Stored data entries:

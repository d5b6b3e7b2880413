// Copyright (c) 2024-2025 DeepGraph Inc.
// SPDX-License-Identifier: Apache-2.0
//
//! Secondary index used for targeted invalidation
//!
//! Four groupings map a field id to the cached handles depending on it. Removed
//! handles are not purged from every grouping list right away; they go into a shared
//! tombstone set consulted during iteration, and the lists are compacted once the set
//! grows past a threshold.

use std::collections::{HashMap, HashSet};

use super::handle::{IterableHandle, NULL_TYPE_ID};
use super::mutation::LookupStrategy;

/// field id -> handles depending on it
#[derive(Debug, Default, Clone)]
pub struct FieldIdGroupedHandles {
    groups: HashMap<i32, Vec<IterableHandle>>,
}

impl FieldIdGroupedHandles {
    pub fn new() -> Self {
        Self::default()
    }

    /// Append `handle` under every non-negative id
    pub fn add(&mut self, handle: &IterableHandle, ids: &[i32]) {
        for &id in ids.iter().filter(|id| **id >= 0) {
            self.add_one(handle, id);
        }
    }

    fn add_one(&mut self, handle: &IterableHandle, id: i32) {
        self.groups.entry(id).or_default().push(handle.clone());
    }

    pub fn get(&self, id: i32) -> &[IterableHandle] {
        self.groups.get(&id).map(Vec::as_slice).unwrap_or(&[])
    }

    /// Number of (id, handle) pairs, tombstoned ones included
    pub fn pair_count(&self) -> usize {
        self.groups.values().map(Vec::len).sum()
    }

    fn compact(&mut self, removed: &HashSet<IterableHandle>) {
        self.groups.retain(|_, handles| {
            handles.retain(|h| !removed.contains(h));
            !handles.is_empty()
        });
    }
}

/// Secondary index private to one mutable generation
#[derive(Debug, Clone)]
pub struct SecondaryIndex {
    by_link: FieldIdGroupedHandles,
    by_property: FieldIdGroupedHandles,
    by_type: FieldIdGroupedHandles,
    by_type_affecting_creation: FieldIdGroupedHandles,
    removed: HashSet<IterableHandle>,
    compaction_threshold: usize,
}

impl SecondaryIndex {
    pub fn new(compaction_threshold: usize) -> Self {
        Self {
            by_link: FieldIdGroupedHandles::new(),
            by_property: FieldIdGroupedHandles::new(),
            by_type: FieldIdGroupedHandles::new(),
            by_type_affecting_creation: FieldIdGroupedHandles::new(),
            removed: HashSet::new(),
            compaction_threshold,
        }
    }

    /// Build from the handles of live entries
    pub fn build<'a>(
        handles: impl IntoIterator<Item = &'a IterableHandle>,
        compaction_threshold: usize,
    ) -> Self {
        let mut index = Self::new(compaction_threshold);
        for handle in handles {
            index.add_handle(handle);
        }
        index
    }

    /// Index `handle` under each of its field ids
    ///
    /// A tombstoned handle is still listed everywhere, so reviving it only drops the
    /// tombstone. Callers add each live handle once.
    pub fn add_handle(&mut self, handle: &IterableHandle) {
        if self.removed.remove(handle) {
            return;
        }
        self.by_link.add(handle, handle.link_ids());
        self.by_property.add(handle, handle.property_ids());
        self.by_type_affecting_creation
            .add(handle, handle.type_ids_affecting_creation());

        let type_id = handle.entity_type_id();
        if type_id >= 0 || type_id == NULL_TYPE_ID {
            self.by_type.add_one(handle, type_id);
        }
    }

    /// Tombstone `handle`; lists are compacted once enough tombstones pile up
    pub fn remove_handle(&mut self, handle: &IterableHandle) {
        self.removed.insert(handle.clone());
        if self.removed.len() > self.compaction_threshold {
            self.compact();
        }
    }

    pub fn compact(&mut self) {
        if self.removed.is_empty() {
            return;
        }
        let removed = std::mem::take(&mut self.removed);
        self.by_link.compact(&removed);
        self.by_property.compact(&removed);
        self.by_type.compact(&removed);
        self.by_type_affecting_creation.compact(&removed);
    }

    /// (id, handle) pairs across all groupings, tombstoned ones included
    pub fn pair_count(&self) -> usize {
        self.by_link.pair_count()
            + self.by_property.pair_count()
            + self.by_type.pair_count()
            + self.by_type_affecting_creation.pair_count()
    }

    pub fn tombstone_count(&self) -> usize {
        self.removed.len()
    }

    pub fn is_removed(&self, handle: &IterableHandle) -> bool {
        self.removed.contains(handle)
    }

    /// Live handles selected by `strategy`; `None` means a full scan is required
    pub fn handles_for(&self, strategy: LookupStrategy) -> Option<Vec<IterableHandle>> {
        let mut out = Vec::new();
        match strategy {
            LookupStrategy::Link(id) => self.collect(self.by_link.get(id), &mut out),
            LookupStrategy::Property(id) => self.collect(self.by_property.get(id), &mut out),
            LookupStrategy::TypeAffectingCreation(id) => {
                self.collect(self.by_type_affecting_creation.get(id), &mut out)
            }
            LookupStrategy::EntityType(id) => {
                self.collect(self.by_type.get(id), &mut out);
                if id != NULL_TYPE_ID {
                    self.collect(self.by_type.get(NULL_TYPE_ID), &mut out);
                }
            }
            LookupStrategy::FullScan => return None,
        }
        Some(out)
    }

    fn collect(&self, handles: &[IterableHandle], out: &mut Vec<IterableHandle>) {
        if self.removed.is_empty() {
            out.extend_from_slice(handles);
        } else {
            out.extend(handles.iter().filter(|h| !self.removed.contains(*h)).cloned());
        }
    }
}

Your instructions: A faithful copy of every record is required; output it in full.

Output for this exercise:
repository d5b6b3e7b2880413
// Copyright (c) 2024-2025 DeepGraph Inc.
// SPDX-License-Identifier: Apache-2.0
//
//! Secondary index used for targeted invalidation
//!
//! Four groupings map a field id to the cached handles depending on it. Removed
//! handles are not purged from every grouping list right away; they go into a shared
//! tombstone set consulted during iteration, and the lists are compacted once the set
//! grows past a threshold.

use std::collections::{HashMap, HashSet};

use super::handle::{IterableHandle, NULL_TYPE_ID};
use super::mutation::LookupStrategy;

/// field id -> handles depending on it
#[derive(Debug, Default, Clone)]
pub struct FieldIdGroupedHandles {
    groups: HashMap<i32, Vec<IterableHandle>>,
}

impl FieldIdGroupedHandles {
    pub fn new() -> Self {
        Self::default()
    }

    /// Append `handle` under every non-negative id
    pub fn add(&mut self, handle: &IterableHandle, ids: &[i32]) {
        for &id in ids.iter().filter(|id| **id >= 0) {
            self.add_one(handle, id);
        }
    }

    fn add_one(&mut self, handle: &IterableHandle, id: i32) {
        self.groups.entry(id).or_default().push(handle.clone());
    }

    pub fn get(&self, id: i32) -> &[IterableHandle] {
        self.groups.get(&id).map(Vec::as_slice).unwrap_or(&[])
    }

    /// Number of (id, handle) pairs, tombstoned ones included
    pub fn pair_count(&self) -> usize {
        self.groups.values().map(Vec::len).sum()
    }

    fn compact(&mut self, removed: &HashSet<IterableHandle>) {
        self.groups.retain(|_, handles| {
            handles.retain(|h| !removed.contains(h));
            !handles.is_empty()
        });
    }
}

/// Secondary index private to one mutable generation
#[derive(Debug, Clone)]
pub struct SecondaryIndex {
    by_link: FieldIdGroupedHandles,
    by_property: FieldIdGroupedHandles,
    by_type: FieldIdGroupedHandles,
    by_type_affecting_creation: FieldIdGroupedHandles,
    removed: HashSet<IterableHandle>,
    compaction_threshold: usize,
}

impl SecondaryIndex {
    pub fn new(compaction_threshold: usize) -> Self {
        Self {
            by_link: FieldIdGroupedHandles::new(),
            by_property: FieldIdGroupedHandles::new(),
            by_type: FieldIdGroupedHandles::new(),
            by_type_affecting_creation: FieldIdGroupedHandles::new(),
            removed: HashSet::new(),
            compaction_threshold,
        }
    }

    /// Build from the handles of live entries
    pub fn build<'a>(
        handles: impl IntoIterator<Item = &'a IterableHandle>,
        compaction_threshold: usize,
    ) -> Self {
        let mut index = Self::new(compaction_threshold);
        for handle in handles {
            index.add_handle(handle);
        }
        index
    }

    /// Index `handle` under each of its field ids
    ///
    /// A tombstoned handle is still listed everywhere, so reviving it only drops the
    /// tombstone. Callers add each live handle once.
    pub fn add_handle(&mut self, handle: &IterableHandle) {
        if self.removed.remove(handle) {
            return;
        }
        self.by_link.add(handle, handle.link_ids());
        self.by_property.add(handle, handle.property_ids());
        self.by_type_affecting_creation
            .add(handle, handle.type_ids_affecting_creation());

        let type_id = handle.entity_type_id();
        if type_id >= 0 || type_id == NULL_TYPE_ID {
            self.by_type.add_one(handle, type_id);
        }
    }

    /// Tombstone `handle`; lists are compacted once enough tombstones pile up
    pub fn remove_handle(&mut self, handle: &IterableHandle) {
        self.removed.insert(handle.clone());
        if self.removed.len() > self.compaction_threshold {
            self.compact();
        }
    }

    pub fn compact(&mut self) {
        if self.removed.is_empty() {
            return;
        }
        let removed = std::mem::take(&mut self.removed);
        self.by_link.compact(&removed);
        self.by_property.compact(&removed);
        self.by_type.compact(&removed);
        self.by_type_affecting_creation.compact(&removed);
    }

    /// (id, handle) pairs across all groupings, tombstoned ones included
    pub fn pair_count(&self) -> usize {
        self.by_link.pair_count()
            + self.by_property.pair_count()
            + self.by_type.pair_count()
            + self.by_type_affecting_creation.pair_count()
    }

    pub fn tombstone_count(&self) -> usize {
        self.removed.len()
    }

    pub fn is_removed(&self, handle: &IterableHandle) -> bool {
        self.removed.contains(handle)
    }

    /// Live handles selected by `strategy`; `None` means a full scan is required
    pub fn handles_for(&self, strategy: LookupStrategy) -> Option<Vec<IterableHandle>> {
        let mut out = Vec::new();
        match strategy {
            LookupStrategy::Link(id) => self.collect(self.by_link.get(id), &mut out),
            LookupStrategy::Property(id) => self.collect(self.by_property.get(id), &mut out),
            LookupStrategy::TypeAffectingCreation(id) => {
                self.collect(self.by_type_affecting_creation.get(id), &mut out)
            }
            LookupStrategy::EntityType(id) => {
                self.collect(self.by_type.get(id), &mut out);
                if id != NULL_TYPE_ID {
                    self.collect(self.by_type.get(NULL_TYPE_ID), &mut out);
                }
            }
            LookupStrategy::FullScan => return None,
        }
        Some(out)
    }

    fn collect(&self, handles: &[IterableHandle], out: &mut Vec<IterableHandle>) {
        if self.removed.is_empty() {
            out.extend_from_slice(handles);
        } else {
            out.extend(handles.iter().filter(|h| !self.removed.contains(*h)).cloned());
        }
    }
}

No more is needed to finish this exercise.